Así pues, la realidad descrita por Crouch no podría ser considerada como
posdemocrática. Para hablar de posdemocracia es preciso, por lo tanto, alejarse
de la concepción liberal de la democracia, cuestionarla y señalar algunos de
sus puntos débiles, tales como el entender las elecciones como el único modelo
de participación ciudadana, el concebir la sociedad de una manera
individualista y el tender a mantener las desigualdades económicas y sociales.
Volviendo a Crouch, la
realidad posdemocrático se plasma principalmente en dos esferas: en los
procesos políticos y en la economía. El analista más brillante de la primera
esfera ha sido Peter Mair, quien en su magnífico libro, Gobernando el vacío, desentrañó la lógica de la posdemocracia.
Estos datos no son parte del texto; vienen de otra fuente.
mod pipeline_tests {
    use super::*;
    use async_trait::async_trait;
    use dockyard::audit::AuditLog;
    use dockyard::config::{Config, ConfigManager};
    use dockyard::error::{DockyardError, DockyardResult};
    use dockyard::fetch::{create_fetcher, ArtifactFetcher};
    use dockyard::lock::LockEntry;
    use dockyard::pipeline::{Pipeline, PipelineState, Stage};
    use dockyard::toolchain::SystemPackages;
    use serial_test::serial;
    use std::sync::atomic::{AtomicUsize, Ordering};
    use std::sync::Arc;
    use tokio::io::AsyncWriteExt;

    /// Host without a package manager
    struct NoPackages;

    #[async_trait]
    impl SystemPackages for NoPackages {
        fn can_install(&self) -> bool {
            false
        }

        async fn refresh(&self) -> DockyardResult<()> {
            Ok(())
        }

        async fn install(&self, _packages: &[String]) -> DockyardResult<()> {
            Err(DockyardError::Internal("no package manager".to_string()))
        }

        async fn clean(&self) -> DockyardResult<()> {
            Ok(())
        }
    }

    /// Wraps the configured fetcher and counts calls
    struct CountingFetcher {
        inner: Arc<dyn ArtifactFetcher>,
        fetches: AtomicUsize,
    }

    impl CountingFetcher {
        fn fetches(&self) -> usize {
            self.fetches.load(Ordering::SeqCst)
        }
    }

    #[async_trait]
    impl ArtifactFetcher for CountingFetcher {
        async fn fetch(&self, entry: &LockEntry) -> DockyardResult<Vec<u8>> {
            self.fetches.fetch_add(1, Ordering::SeqCst);
            self.inner.fetch(entry).await
        }

        fn backend_name(&self) -> &'static str {
            "counting"
        }
    }

    async fn load_config(fixture: &Fixture) -> Config {
        let local = fixture.project().join("dockyard.toml");
        let mut config = ConfigManager::with_path(fixture.home().join("config.toml"))
            .load_merged(Some(&local))
            .await
            .unwrap();
        config.resolve_paths(&fixture.project());
        config.validate(&local).unwrap();
        config
    }

    async fn pipeline(fixture: &Fixture) -> (Pipeline, Arc<CountingFetcher>) {
        pipeline_with(load_config(fixture).await)
    }

    fn pipeline_with(config: Config) -> (Pipeline, Arc<CountingFetcher>) {
        let fetcher = Arc::new(CountingFetcher {
            inner: create_fetcher(&config.dependencies),
            fetches: AtomicUsize::new(0),
        });
        let pipeline = Pipeline::new(
            config,
            Arc::new(NoPackages),
            fetcher.clone(),
            AuditLog::disabled(),
        );
        (pipeline, fetcher)
    }

    #[tokio::test]
    async fn build_installs_every_locked_package() {
        let fixture = Fixture::new();
        fixture.standard(8000);

        let (mut pipeline, fetcher) = pipeline(&fixture).await;
        let outcome = pipeline.build(false).await.unwrap();

        assert_eq!(outcome.state, PipelineState::SourceStaged);
        assert_eq!(pipeline.state(), PipelineState::SourceStaged);
        assert_eq!(fetcher.fetches(), 2);

        let names: Vec<&str> = outcome
            .environment
            .packages
            .iter()
            .map(|p| p.name.as_str())
            .collect();
        assert_eq!(names, vec!["pkgA", "pkgB"]);
        assert_eq!(std::fs::read_dir(&outcome.environment.site_dir).unwrap().count(), 2);

        let app = outcome.environment.app_dir.as_ref().unwrap();
        assert!(app.join("service.py").is_file());
        assert!(app.join("dockyard.lock").is_file());
        assert!(!app.join(".dockyard").exists());
        assert!(outcome.stages.iter().all(|s| !s.cached));
    }

    #[tokio::test]
    async fn unchanged_inputs_reuse_every_layer() {
        let fixture = Fixture::new();
        fixture.standard(8000);

        let (mut first, _) = pipeline(&fixture).await;
        let built = first.build(false).await.unwrap();

        let (mut second, fetcher) = pipeline(&fixture).await;
        let reused = second.build(false).await.unwrap();

        assert_eq!(fetcher.fetches(), 0);
        assert!(reused.stages.iter().all(|s| s.cached));
        for stage in [Stage::Toolchain, Stage::Dependencies, Stage::Source] {
            assert_eq!(
                built.stage(stage).unwrap().layer.fingerprint,
                reused.stage(stage).unwrap().layer.fingerprint
            );
        }
        assert_eq!(reused.environment.packages.len(), 2);
    }

    #[tokio::test]
    async fn source_edit_rebuilds_only_source() {
        let fixture = Fixture::new();
        fixture.standard(8000);

        let (mut first, _) = pipeline(&fixture).await;
        let built = first.build(false).await.unwrap();

        fixture.write_source("service.py", "from pkgA import App\n\napp = App(debug=True)\n");

        let (mut second, fetcher) = pipeline(&fixture).await;
        let rebuilt = second.build(false).await.unwrap();

        assert_eq!(fetcher.fetches(), 0);
        assert!(rebuilt.stage(Stage::Dependencies).unwrap().cached);
        assert!(!rebuilt.stage(Stage::Source).unwrap().cached);
        assert_ne!(
            built.stage(Stage::Source).unwrap().layer.fingerprint,
            rebuilt.stage(Stage::Source).unwrap().layer.fingerprint
        );

        let staged = rebuilt.environment.app_dir.unwrap().join("service.py");
        assert!(std::fs::read_to_string(staged).unwrap().contains("debug=True"));
    }

    #[tokio::test]
    async fn lock_change_rebuilds_dependencies_and_source() {
        let fixture = Fixture::new();
        fixture.standard(8000);

        let (mut first, _) = pipeline(&fixture).await;
        first.build(false).await.unwrap();

        fixture.publish("pkgB", "2.4.0", "artifact-b-next");
        fixture.write_lock(&[
            ("pkgA", "1.0.0", "artifact-a"),
            ("pkgB", "2.4.0", "artifact-b-next"),
        ]);

        let (mut second, fetcher) = pipeline(&fixture).await;
        let rebuilt = second.build(false).await.unwrap();

        assert_eq!(fetcher.fetches(), 2);
        assert!(rebuilt.stage(Stage::Toolchain).unwrap().cached);
        assert!(!rebuilt.stage(Stage::Dependencies).unwrap().cached);
        assert!(!rebuilt.stage(Stage::Source).unwrap().cached);
        assert!(rebuilt.environment.site_dir.join("pkgB-2.4.0").is_dir());
        assert!(!rebuilt.environment.site_dir.join("pkgB-2.3.1").exists());
    }

    #[tokio::test]
    async fn failed_rebuild_keeps_last_good_dependencies() {
        let fixture = Fixture::new();
        fixture.standard(8000);

        let (mut first, _) = pipeline(&fixture).await;
        let built = first.build(false).await.unwrap();

        let mut broken = load_config(&fixture).await;
        broken.dependencies.install_command = vec!["sh".into(), "-c".into(), "exit 1".into()];
        let (mut second, _) = pipeline_with(broken);
        assert!(second.build(false).await.is_err());

        let (mut third, fetcher) = pipeline(&fixture).await;
        let rebuilt = third.build(false).await.unwrap();

        assert_eq!(fetcher.fetches(), 0);
        assert!(rebuilt.stage(Stage::Dependencies).unwrap().cached);
        assert!(rebuilt.stage(Stage::Source).unwrap().cached);
        assert_eq!(
            built.stage(Stage::Dependencies).unwrap().layer.fingerprint,
            rebuilt.stage(Stage::Dependencies).unwrap().layer.fingerprint
        );
        assert_eq!(std::fs::read_dir(&rebuilt.environment.site_dir).unwrap().count(), 2);
    }

    #[tokio::test]
    async fn fresh_build_reuses_nothing() {
        let fixture = Fixture::new();
        fixture.standard(8000);

        let (mut first, _) = pipeline(&fixture).await;
        first.build(false).await.unwrap();

        let (mut second, fetcher) = pipeline(&fixture).await;
        let rebuilt = second.build(true).await.unwrap();

        assert_eq!(fetcher.fetches(), 2);
        assert!(rebuilt.stages.iter().all(|s| !s.cached));
    }

    #[tokio::test]
    async fn digest_mismatch_halts_at_toolchain_ready() {
        let fixture = Fixture::new();
        fixture.standard(8000);
        fixture.publish("pkgB", "2.3.1", "tampered");

        let (mut pipeline, _) = pipeline(&fixture).await;
        let err = pipeline.build(false).await.unwrap_err();

        assert_eq!(pipeline.state(), PipelineState::ToolchainReady);
        assert_eq!(err.kind(), "IntegrityViolation");
        assert_eq!(err.exit_code(), 13);
        match err.root() {
            DockyardError::IntegrityViolation { package, .. } => assert_eq!(package, "pkgB"),
            other => panic!("unexpected error: {other}"),
        }

        let root = fixture.project().join(".dockyard");
        assert!(find_files(&root, "PACKAGE.json").is_empty());
        assert!(find_files(&root, "pkgA-1.0.0.tar.gz").is_empty());
    }

    #[tokio::test]
    async fn missing_component_halts_uninitialized() {
        let fixture = Fixture::new();
        fixture.standard(8000);
        let mut config = load_config(&fixture).await;
        config.toolchain.components = vec!["dockyard-no-such-compiler".to_string()];

        let mut pipeline = Pipeline::new(
            config.clone(),
            Arc::new(NoPackages),
            create_fetcher(&config.dependencies),
            AuditLog::disabled(),
        );
        let err = pipeline.build(false).await.unwrap_err();

        assert_eq!(err.kind(), "ToolchainUnavailable");
        assert_eq!(err.exit_code(), 12);
        assert_eq!(pipeline.state(), PipelineState::Uninitialized);
    }

    #[tokio::test]
    #[serial]
    async fn occupied_port_fails_without_advancing() {
        let fixture = Fixture::new();
        let occupant = std::net::TcpListener::bind("127.0.0.1:0").unwrap();
        fixture.standard(occupant.local_addr().unwrap().port());

        let (mut pipeline, _) = pipeline(&fixture).await;
        let outcome = pipeline.build(false).await.unwrap();
        let err = pipeline.serve(&outcome).await.err().unwrap();

        assert_eq!(err.kind(), "BindAddressInUse");
        assert_eq!(err.exit_code(), 17);
        assert_eq!(pipeline.state(), PipelineState::SourceStaged);
    }

    #[tokio::test]
    #[serial]
    async fn two_package_service_accepts_connections() {
        let fixture = Fixture::new();
        fixture.standard(free_port());

        let (mut pipeline, _) = pipeline(&fixture).await;
        let outcome = pipeline.build(false).await.unwrap();
        let service = pipeline.serve(&outcome).await.unwrap();

        assert_eq!(pipeline.state(), PipelineState::ServiceRunning);
        assert_eq!(service.entry().locator, "service:app");
        assert!(service.entry().file.ends_with("service.py"));

        let mut stream = tokio::net::TcpStream::connect(service.local_addr()).await.unwrap();
        stream.write_all(b"ping").await.unwrap();

        service.shutdown().await.unwrap();
    }
}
Aunque en ningún momento mencionó explícitamente el término acuñado por Crouch,
Mair se afanó en mostrar cómo las democracias contemporáneas se caracterizan
por relegar a un segundo plano el elemento popular, desincentivando la
participación ciudadana. Las democracias occidentales se están resquebrajando,
en opinión de Mair, debido a la creciente brecha entre los partidos políticos y
los votantes: “Aunque los partidos permanecen, se han desconectado tanto de la
sociedad […] que ya no parecen capaces de sostener la democracia en su forma
presente” (2013: 1). Los partidos políticos han experimentado un proceso de
cartelización, esto es, un proceso de gradual incrustación en el aparato del
Estado en aras de garantizar su supervivencia, a expensas de la participación
de la ciudadanía. En lugar de mirar, como en tiempos de los mass party, a la sociedad civil, los
partidos se aferran al Estado, que se ha convertido en una fuente fundamental
de financiación.
La ciudadanía ha pasado a
convertirse en espectadora del proceso político. Tanto es así que el proceso
político, a ojos de Mair, se ha convertido “en parte de un mundo externo que la
gente observa desde fuera” (Ibid: 43).
Es interesante introducir en este punto el análisis de Manin, quien ha incorporado
en el debate el concepto de “democracia de audiencia” para señalar cómo las
democracias contemporáneas fomentan mayormente una actitud pasiva en el
votante. El electorado actúa como “una audiencia que responde a los términos
que han sido presentados en el escenario político” (1997: 233). La
participación de la ciudadanía se limita, por tanto, a reaccionar frente a las
elecciones establecidas previamente por la clase política.
La desconexión entre los
partidos políticos y los votantes ha desencadenado una crisis de representación
que se puede apreciar en diversos indicadores. En primero lugar, la
participación electoral ha descendido en Europa occidental desde 1980. De
hecho, el 80% de las tres elecciones con menor participación electoral desde la
Segunda Guerra Mundial ha tenido lugar desde los años noventa. En segundo
lugar, los patrones de voto de los votantes también han sufrido una erosión en
los últimos años, aumentando notablemente la volatilidad electoral. En tercer
lugar, la identificación de los votantes con los partidos políticos también se
ha reducido considerablemente en las dos últimas décadas. Por último, la afiliación
a los partidos políticos ha descendido
sustancialmente desde los años ochenta, tanto en términos porcentuales como
absolutos. En Reino Unido, por ejemplo, el número de afiliados a partidos
políticos ha disminuido un 66.05% en términos absolutos.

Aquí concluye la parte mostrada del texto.